Hey all - new to the forum and was hoping for a little help. My brother will be visiting next week and he is hoping to get in to some local redfish. He has been hooked (no pun intended) on reds since taking a guided trip in Texas. I was wondering how the reds are in August? I live in Myrtle Beach and was thinking Murrells Inlet or Pawleys Island would be our best bet. We will be fishing from kayaks so we should be able to access most areas fairly easily. Any thoughts on locations and baits? We mainly fish artificial lures. Any info will be greatly appreciated. Thanks in advance!


----------



## SmoothLures (Feb 13, 2008)

They're slow til the fall. You might pick up a few or might find a school early in the morning on the flats but it just depends. I would focus on the flounder and throw Gulp or live bait for the reds (and flounder).


----------



## stratoyak (Aug 26, 2009)

They're sluggish right now, with the water temps so high. So, hard to hook and not as much fight in them when you do get one. In my experience anyhow.

Fish in the AM around the low tide, which will be coming up in a few days. Catch some finger mullet, some live shrimp, and if you get a large mullet, cut bait. If no large mullet, croaker can be caught fairly easily with dead shrimp and they like cut croaker. I am staying away from artificials because the pinfish are tearing them up right now, it's just too expensive.


----------



## Too Busy (Sep 7, 2007)

Redfishing is tough in Charleston right now except in deeper cooler water. If you set up in 30 feet or so outside the inlet, the fishing could be pretty good with BIG REDS. We're getting quite a few in the 20 pounds class.


----------



## jhammon30 (May 3, 2010)

Hooked a nice red on PI today. Mullet are all through the surf and the water temps are much cooler than myrtle right now. Reds were.tearing the mullet up. I probably would have caught more but I had my shark gear.


----------



## jhammon30 (May 3, 2010)

http://m1036.photobucket.com/albumv...AU5WTwwl/Y/NC7QETwYb3iLOA3T81asWKR8GGIR76E/c=


----------



## justinfisch01 (Feb 19, 2006)

Last year when i was down in August the mullet were in the surf, I was all geared up to fish for reds inshore; I brought the kayak like 6 inshore rods, more gulp then you could imagine, turns out the best fishing was in the surf. Cut and live mullet right in the surf was catching more reds and flounder then inshore. I wasn't able to go down this year bc of switching jobs but if I was going I would leave all that home and target them in the surf. Just my 2 pennies


----------



## jhammon30 (May 3, 2010)

I caught that one right in the breakers on a piece of cut bait...thats,where the mullet were jumping so thats where I fished.


----------



## jabash0331 (Jul 26, 2009)

Thanks for all the great info. I think we might try the surf instead of the inlet based on your recommendations. Hopefully, we can pull a couple out - I don't think my brother has ever caught a fish in the surf. 

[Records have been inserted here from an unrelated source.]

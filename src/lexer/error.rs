use super::token::Span;
use thiserror::Error;

#[derive(Debug, Error, Clone, PartialEq)]
pub enum LexicalErrorKind {
    #[error("Unexpected character '{0}'.")]
    Unrecognized(char),
    #[error("Unterminated string.")]
    UnterminatedString,
    #[error("Unterminated multiline comment.")]
    UnterminatedComment,
}

#[derive(Debug, Error, Clone, PartialEq)]
#[error("[line {line}] Error: {kind}")]
pub struct LexicalError {
    #[source]
    pub kind: LexicalErrorKind,
    pub line: u32,
    pub span: Span,
}

impl LexicalError {
    pub fn code(&self) -> &'static str {
        match self.kind {
            LexicalErrorKind::Unrecognized(_) => "LX001",
            LexicalErrorKind::UnterminatedString => "LX002",
            LexicalErrorKind::UnterminatedComment => "LX003",
        }
    }
}
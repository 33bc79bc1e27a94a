use super::{Lexer, LexicalError, LexicalErrorKind, Token};
use ariadne::{Color, Fmt, Label, Report, ReportKind, Source};
use std::path::Path;

const ARIADNE_MSG: &str = "Ariadne produces valid utf-8 strings";
const ARIADNE_WRITE_MSG: &str = "Write into buffer should not fail.";

/// Interface for creating new token formatters.
pub trait TokenFormatter {
    /// Formats a token into a string.
    fn format(&self, token: &Token) -> String;
    /// Formats a lexer error into a string.
    fn format_lexical_error(&self, error: &LexicalError) -> String;
}

pub trait ToFormatter<F>
where
    F: TokenFormatter,
{
    fn create_formatter(&self) -> F;
}

/// `KIND lexeme literal`, one token per line.
pub struct BasicFormatter;

impl<'src> ToFormatter<BasicFormatter> for Lexer<'src> {
    fn create_formatter(&self) -> BasicFormatter {
        BasicFormatter
    }
}

impl TokenFormatter for BasicFormatter {
    fn format(&self, token: &Token) -> String {
        match token.literal {
            Some(ref literal) => format!("{} {} {literal}", token.kind, token.lexeme),
            None => format!("{} {} null", token.kind, token.lexeme),
        }
    }

    fn format_lexical_error(&self, error: &LexicalError) -> String {
        format!("{error}")
    }
}

pub struct DebugFormatter;

impl<'src> ToFormatter<DebugFormatter> for Lexer<'src> {
    fn create_formatter(&self) -> DebugFormatter {
        DebugFormatter
    }
}

impl TokenFormatter for DebugFormatter {
    fn format(&self, token: &Token) -> String {
        format!("{token:?}")
    }

    fn format_lexical_error(&self, error: &LexicalError) -> String {
        format!("{error:?}")
    }
}

/// Renders lexical errors as annotated source snippets.
pub struct PrettyFormatter<'src> {
    text: &'src str,
    path: &'src Path,
}

impl<'src> PrettyFormatter<'src> {
    pub fn new(text: &'src str, path: &'src Path) -> Self {
        Self { text, path }
    }
}

impl<'src> TokenFormatter for PrettyFormatter<'src> {
    fn format(&self, token: &Token) -> String {
        BasicFormatter.format(token)
    }

    fn format_lexical_error(&self, error: &LexicalError) -> String {
        let path = self.path.to_string_lossy();
        let path: &str = &path;
        let label = match error.kind {
            LexicalErrorKind::Unrecognized(c) => {
                format!("`{}` is not part of the language", c.fg(Color::BrightRed))
            }
            LexicalErrorKind::UnterminatedString => "String starts here".to_string(),
            LexicalErrorKind::UnterminatedComment => "Comment starts here".to_string(),
        };

        let mut output = std::io::Cursor::new(Vec::new());
        Report::build(ReportKind::Error, (path, error.span.range()))
            .with_code(error.code())
            .with_message(error.kind.to_string())
            .with_label(
                Label::new((path, error.span.range()))
                    .with_message(label)
                    .with_color(Color::BrightRed),
            )
            .finish()
            .write((path, Source::from(self.text)), &mut output)
            .expect(ARIADNE_WRITE_MSG);
        String::from_utf8(output.into_inner()).expect(ARIADNE_MSG)
    }
}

What type of rig were you using?


----------



## jhammon30 (May 3, 2010)

I just rigged up a standard fishfinder rig and tossed it in the surf. I cant cast my trolling reels without them birdsnesting. Used a piece of a spot for cutbait.


----------



## skamaniac (Aug 23, 2010)

Don't want to highjack the thread, but i'm coming down 1st week in Dec and wondered if i should bring my yak. It's an Old Town Loon (13'9") sit in. I have plenty of experience in inland lakes and rivers here in Michigan. I know fishing can be tough in Dec, but i'm not a golfer and need to do some fishing. I'm staying in Cherry Grove Beach and was wondering about launching at 53ed Ave. Any ideas or suggestions?


----------